As the longest-ever partial government shutdown stretches on, President Trump is facing significant political headwinds across an array of new polling, some of which we'll mention below. I've argued all along that shutdown brinksmanship is a deeply flawed strategy that rarely works out well for the party that's perceived as precipitating the showdown -- a lesson that the Democrats had to re-learn just a few months ago. According to a Washington Post article, senior Republican leaders warned the president late last year that this was a fight that wouldn't end well, yet here we are.
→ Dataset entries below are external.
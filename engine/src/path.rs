use std::fmt;

use crate::error::TreeError;
use crate::tree::{NodeId, PositionTree};
use crate::types::Move;

/// A start node plus the moves leading from it to some later node. Walking a
/// path re-resolves every step, so it notices when the tree changed since
/// the path was recorded.
#[derive(Clone, Debug, Eq, PartialEq, Hash)]
pub struct Path {
    start: NodeId,
    moves: Vec<Move>,
}

impl Path {
    pub fn new(start: NodeId, moves: Vec<Move>) -> Self {
        Self { start, moves }
    }

    /// Records the moves from `ancestor` down to `node`.
    pub fn between(tree: &PositionTree, ancestor: NodeId, node: NodeId) -> Result<Self, TreeError> {
        tree.node(ancestor)?;
        let mut moves = Vec::new();
        let mut current = node;
        while current != ancestor {
            let step = tree.node(current)?;
            match (step.parent(), step.last_move()) {
                (Some(parent), Some(mv)) => {
                    moves.push(mv);
                    current = parent;
                }
                _ => return Err(TreeError::NotAncestor { ancestor, node }),
            }
        }
        moves.reverse();
        Ok(Self::new(ancestor, moves))
    }

    pub fn start(&self) -> NodeId {
        self.start
    }

    pub fn moves(&self) -> &[Move] {
        &self.moves
    }

    /// Yields the start node, then the node reached by each move. A step that
    /// cannot be resolved yields one error and ends the walk.
    pub fn walk<'a>(&'a self, tree: &'a PositionTree) -> Walk<'a> {
        Walk {
            tree,
            path: self,
            current: None,
            next_move: 0,
            done: false,
        }
    }

    /// The node at the end of the path.
    pub fn resolve(&self, tree: &PositionTree) -> Result<NodeId, TreeError> {
        let mut end = self.start;
        for step in self.walk(tree) {
            end = step?;
        }
        Ok(end)
    }
}

impl fmt::Display for Path {
    fn fmt(&self, f: &mut fmt::Formatter<'_>) -> fmt::Result {
        write!(f, "{}-[", self.start)?;
        for (idx, mv) in self.moves.iter().enumerate() {
            if idx > 0 {
                f.write_str(", ")?;
            }
            write!(f, "{mv}")?;
        }
        f.write_str("]")
    }
}

pub struct Walk<'a> {
    tree: &'a PositionTree,
    path: &'a Path,
    current: Option<NodeId>,
    next_move: usize,
    done: bool,
}

impl Iterator for Walk<'_> {
    type Item = Result<NodeId, TreeError>;

    fn next(&mut self) -> Option<Self::Item> {
        if self.done {
            return None;
        }
        let Some(current) = self.current else {
            let start = self.path.start;
            return match self.tree.node(start) {
                Ok(_) => {
                    self.current = Some(start);
                    Some(Ok(start))
                }
                Err(err) => {
                    self.done = true;
                    Some(Err(err))
                }
            };
        };

        let mv = *self.path.moves.get(self.next_move)?;
        self.next_move += 1;
        match self.tree.variation(current, &mv) {
            Ok(Some(child)) => {
                self.current = Some(child);
                Some(Ok(child))
            }
            Ok(None) => {
                self.done = true;
                Some(Err(TreeError::Diverged {
                    parent: current,
                    mv,
                }))
            }
            Err(err) => {
                self.done = true;
                Some(Err(err))
            }
        }
    }
}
But my argument that Democrats enjoy the political high ground in this impasse does not discount Trump's policy case in favor of additional barriers -- which many Democrats have gone on the record to support, both in the past, and even in recent days. National Public Radio, hardly a right-wing outfit, aired and published an illuminating report on this debate from the perspective of the US Border Patrol. The White House should share some of these quotes as widely as possible:
Senior Border Patrol officials are taking up President Trump's call for more miles of border barrier, pushing back against congressional Democrats who say additional fencing is unnecessary. During a ride-along with the Border Patrol on Wednesday in its San Diego sector, agents made it clear that the fence deters illegal crossers. "I started in the San Diego sector in 1992 and it didn't matter how many agents we lined up," said Chief Patrol Agent Rodney Scott. "We could not make a measurable impact on the flow [of undocumented immigrants] across the border. It wasn't until we installed barriers along the border that gave us the upper hand that we started to get control." Forty-six of the 60 miles of border in the San Diego sector are currently protected by some type of barrier. Scott says in the places where he has two levels of fencing he achieves 90 percent operational control.
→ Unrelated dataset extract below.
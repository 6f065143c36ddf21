pub mod events;
pub mod game;

pub use crate::events::{Command, CommandBus, CommandHandler, LoggingListener, Reply};
pub use crate::game::Game;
...The San Diego sector is now seeking 5 miles of additional fencing across this mountainous ground to stop the illegal movement of humans and drugs. "Every night people come through this canyon," said Supervisory Border Patrol Agent Michael Scappechio. "If we put in a border barrier, we can utilize the [agent] manpower elsewhere." He added that a steel fence is a smarter border defense than having agents in ATVs or on foot chasing people crossing illegally through remote and rocky ravines, which is dangerous for the pursuer and the pursued.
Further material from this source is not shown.